Act I told the story of a toddler giving up his pacifier. He stridently tosses the thing in the garbage and feels proud, arrogant almost. Then, he can’t sleep and oddly the one thing that makes him feel better is asking his parents to tell him about when they gave up their pacifiers. What does this teach us? Is AA a product of human nature? Or is alcohol and drugs a more complicated form of the breast?
Act II was the story of a guy who constantly has a weird tone playing in his ear at all times, but it I could hardly listen to it because it hurt my ears. Then it turns out that his daughter has hearing loss. Essentially, this story was a bummer. But in the end, he realizes that he can’t imagine living without his difficulties, or maybe the moral some kind of family thing, where he ultimately spends more time with his daughter. Maybe it was that you shouldn’t stand too close to the amps at shows.
Never mind, the last story wasn’t that depressing. This story puts it to shame. A guy is a baseball player, it’s all he wants to do until one day he realizes that he’s not good enough to play anymore. It’s not that he didn’t try hard enough, or didn’t love it enough, he just wasn’t good enough, so he becomes a stockbroker. Unavoidably, this made me think about being a writer, which is kind of like baseball (or so most athletically-challenged nerd writers will attempt to tell you) at least in the respect that a lot people would love to do it and you’ve got to be good to be able to make a living at it. I don’t want to live without writing though. I could really use a pacifier right about now.
Everybody got their major, reoccurring fear. When you’re a kid it’s something kind of ridiculous, then when you grow up its usually slightly less ridiculous. When I was a kid I read that book 1000 Paper Cranes and became deathly afraid of nuclear war. Now, I’m afraid of becoming homeless. In Act IV, we have no idea why this guy is homeless, only that he is, and he doesn’t look it. The guy is intelligent and well-spoken as he describes what it’s like to sleep in a bed after sleeping on the street for so long. The guy is so smart, he even references Les Miserables. How the hell did this guy become homeless? Ira??

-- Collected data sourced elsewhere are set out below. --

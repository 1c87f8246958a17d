//! Relative date normalization for workout payloads.
//!
//! The agent is allowed to pass `today`/`yesterday`/`tomorrow` as a
//! `workout_date`; everything else must already be `YYYY-MM-DD`. Input
//! that is neither is passed through untouched so the validation
//! pipeline rejects it with a date-specific message.

use chrono::{Days, Local, NaiveDate};

/// Normalize a date string against the current local date.
pub fn normalize_date_input(text: &str) -> String {
    normalize_with_today(text, Local::now().date_naive())
}

/// Pure form of [`normalize_date_input`]; `today` is injected for tests.
pub fn normalize_with_today(text: &str, today: NaiveDate) -> String {
    let raw = text.trim().to_lowercase();

    match raw.as_str() {
        "today" | "todays" | "today's" => iso(today),
        "yesterday" => iso(today - Days::new(1)),
        "tomorrow" => iso(today + Days::new(1)),
        _ if is_iso_shaped(&raw) => raw,
        _ => text.to_string(),
    }
}

fn iso(date: NaiveDate) -> String {
    date.format("%Y-%m-%d").to_string()
}

/// `\d{4}-\d{2}-\d{2}` without pulling in a regex engine.
fn is_iso_shaped(s: &str) -> bool {
    let b = s.as_bytes();
    b.len() == 10
        && b.iter().enumerate().all(|(i, c)| match i {
            4 | 7 => *c == b'-',
            _ => c.is_ascii_digit(),
        })
}
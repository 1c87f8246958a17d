use crate::error::ArloResult;
use crate::workout::{DeletedWorkout, LoggedSet, SeriesPoint, SetEntry, StoreStats, Workout};

/// Persistence contract for workouts and their sets.
///
/// Every method is one atomic storage operation: committed on success,
/// rolled back on any failure. "Last" always means the workout with the
/// highest surrogate key (creation timestamp as tiebreak). Absence of any
/// workout is signalled with `None`, never with an empty structure.
pub trait WorkoutStore {
    /// Insert one workout row and return its assigned id.
    fn create_workout(&self, workout_date: &str, notes: Option<&str>) -> ArloResult<i64>;

    /// Insert one row per set under an already-committed workout.
    /// `set_number` falls back to the 1-based position within the slice.
    /// Returns the number of rows inserted.
    fn add_sets(&self, workout_id: i64, exercise_name: &str, sets: &[SetEntry])
        -> ArloResult<usize>;

    /// Date-ordered history for one exercise, matched case-insensitively.
    fn get_exercise_series(&self, exercise_name: &str, limit: usize)
        -> ArloResult<Vec<SeriesPoint>>;

    /// The most recent workout plus its sets in insertion order.
    fn get_last_workout_with_sets(&self) -> ArloResult<Option<(Workout, Vec<LoggedSet>)>>;

    /// Delete the most recent workout; its sets go with it via cascade.
    fn delete_last_workout_with_sets(&self) -> ArloResult<Option<DeletedWorkout>>;

    fn stats(&self) -> ArloResult<StoreStats>;
}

I’ve had this ongoing question about whether or not TAL accepts fiction. It seems they do on occasion but it’s hard to tell what makes the cut. The final act is a fictional story about a guy who donates his heart to his dying mother. The entire time I listened to the story I thought, “This should be entitled Jewish Guilt.” Turned out it was simply entitled, Guilt. In the end, his heart ends up being no good, and they shoot him full of preservatives, which ends up being the line they use on that Tory Malatia joke at the end of the episode.
So, there’s a laugh at the end of this episode. But you might want to listen to Poultry Slam ten or so times before bed, so you don’t cry yourself to sleep.